Backend Development 12 min read

Scraping Eleme Store Comments with Python

This tutorial explains how to use Python on Windows to crawl any Eleme restaurant's comments—including user IDs, ratings, dates, text, and images—by analyzing network requests, constructing request URLs, retrieving JSON data, and storing the results in Excel or databases.

Python Programming Learning Circle

Apr 9, 2021

Scraping Eleme Store Comments with Python

Goal: Retrieve all comment data from any Eleme store, including user ID, rating, comment date, text, images, and merchant replies.

Environment: Windows 7, Python 3.6, PyCharm 2019.

Scraping steps: link analysis, request construction, data retrieval, and data storage.

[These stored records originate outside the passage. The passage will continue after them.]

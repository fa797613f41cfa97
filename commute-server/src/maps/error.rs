//! Mapping client error types.

use std::fmt;

use crate::domain::TravelMode;
use crate::planner::PlanError;

/// Errors from the Directions HTTP client.
#[derive(Debug)]
pub enum MapsError {
    /// HTTP request failed (network error, timeout, etc.)
    Http(reqwest::Error),

    /// JSON deserialization failed
    Json {
        message: String,
        body: Option<String>,
    },

    /// API returned an error HTTP status
    ApiError { status: u16, message: String },

    /// Directions API answered with a non-OK status field
    Status {
        status: String,
        message: Option<String>,
    },

    /// Over the API's query limit
    RateLimited,

    /// Response parsed but lacks routes or legs
    Malformed(String),

    /// Offline fixtures unavailable or incomplete
    Fixture(String),
}

impl MapsError {
    /// Report this failure as a planning error for `mode`.
    pub fn into_plan_error(self, mode: TravelMode) -> PlanError {
        PlanError::ExternalService {
            mode,
            message: self.to_string(),
        }
    }
}

impl fmt::Display for MapsError {
    fn fmt(&self, f: &mut fmt::Formatter<'_>) -> fmt::Result {
        match self {
            MapsError::Http(e) => write!(f, "HTTP error: {e}"),
            MapsError::Json { message, body } => {
                write!(f, "JSON parse error: {message}")?;
                if let Some(body) = body {
                    write!(f, " (body: {body})")?;
                }
                Ok(())
            }
            MapsError::ApiError { status, message } => {
                write!(f, "API error {status}: {message}")
            }
            MapsError::Status { status, message } => {
                write!(f, "directions status {status}")?;
                if let Some(message) = message {
                    write!(f, ": {message}")?;
                }
                Ok(())
            }
            MapsError::RateLimited => write!(f, "rate limited by directions API"),
            MapsError::Malformed(msg) => write!(f, "malformed directions response: {msg}"),
            MapsError::Fixture(msg) => write!(f, "fixture error: {msg}"),
        }
    }
}

impl std::error::Error for MapsError {
    fn source(&self) -> Option<&(dyn std::error::Error + 'static)> {
        match self {
            MapsError::Http(e) => Some(e),
            _ => None,
        }
    }
}

impl From<reqwest::Error> for MapsError {
    fn from(err: reqwest::Error) -> Self {
        MapsError::Http(err)
    }
}
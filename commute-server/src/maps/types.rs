//! Directions API response types.
//!
//! Only the parts the planner reads are modelled; everything else in the
//! payload is ignored.

use serde::{Deserialize, Serialize};

use crate::domain::Leg;

/// Top-level Directions API response.
#[derive(Debug, Clone, Serialize, Deserialize)]
pub struct DirectionsResponse {
    /// `OK`, `ZERO_RESULTS`, `REQUEST_DENIED`, ...
    pub status: String,

    #[serde(default)]
    pub routes: Option<Vec<DirectionsRoute>>,

    #[serde(default, skip_serializing_if = "Option::is_none")]
    pub error_message: Option<String>,
}

/// A route as the Directions API returns it.
#[derive(Debug, Clone, Serialize, Deserialize)]
pub struct DirectionsRoute {
    #[serde(default, skip_serializing_if = "Option::is_none")]
    pub summary: Option<String>,

    #[serde(default)]
    pub legs: Option<Vec<Leg>>,
}
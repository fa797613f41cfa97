//! Commute route planning.
//!
//! Given an origin, an event and a rider's preferences, builds a request
//! for the mapping service, fetches candidate routes and picks the single
//! best one.
//!
//! Ranking compares the first leg of each candidate by duration, then
//! number of steps, then arrival time. Ties go to the candidate seen first.

mod builder;
mod error;
mod plan;
mod policy;
mod rank;

pub use builder::{DirectionRequest, DirectionRequestBuilder, MappingService, Timing};
pub use error::PlanError;
pub use plan::CommutePlanner;
pub use policy::{ArriveForEvent, PassThrough, RequestPolicy};
pub use rank::{RankKey, compare_routes, select_best};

1. Link analysis: Use Chrome Network tools to capture the API endpoints after opening a store page and clicking the comments tab. The relevant endpoints start with batch_comments and ratings.

Example URLs:

# https://h5.ele.me/pizza/ugc/restaurants/E2096802567040327184/batch_comments?has_content=true&offset=0&limit=20

# https://h5.ele.me/restapi/ugc/v3/restaurants/E2096802567040327184/ratings?has_content=true&tag_name=全部&offset=20&limit=20

2. Request construction: Build request URLs using the store ID, offset, and limit. The script defines comment_url and ratings_url with string formatting.

3. Python implementation:

class ElemeComment:
    """ Eleme comment crawler """
    _file_path = './data/'
    def __init__(self, file_name=''):
        self.pwd = os.getcwd()  # current path
        self.file_name = file_name
        self.all_proxy = AllProxy(pool_type='only_new')
        self.shopid_queue = Queue()
        self.get_area_from_xlsx(file_name)
        self.save_queue = Queue()
        self.data_all = 0
        self.is_cookie_invalid = True
        self.new_cookies = dict()
        self.new_cookies_invalid = True
        self.txt_cookies = GetCookiesFromTxt()
        self.cookies = self.txt_cookies.get_cookies_with_cmd_input()
        thread_list = []
        get_menu_thread_num = 1
        self.get_menu_thread_runningflag = [0] * get_menu_thread_num
        for i in range(get_menu_thread_num):
            t_goods = threading.Thread(target=self.get_comment_thread, args=(i, ''))
            thread_list.append(t_goods)
        t_save = threading.Thread(target=self.save_thread)
        thread_list.append(t_save)
        for t in thread_list:
            t.setDaemon(True)
            t.start()

    def get_area_from_xlsx(self, file_name):
        wb = load_workbook(file_name)
        ws = wb.active
        max_row = ws.max_row + 1
        max_col = ws.max_column + 1
        for row in range(1, max_row):
            shop_id = [ws.cell(row, col).value for col in [1,5,6,7]]
            self.shopid_queue.put(shop_id)
        print(file_name, self.shopid_queue.qsize())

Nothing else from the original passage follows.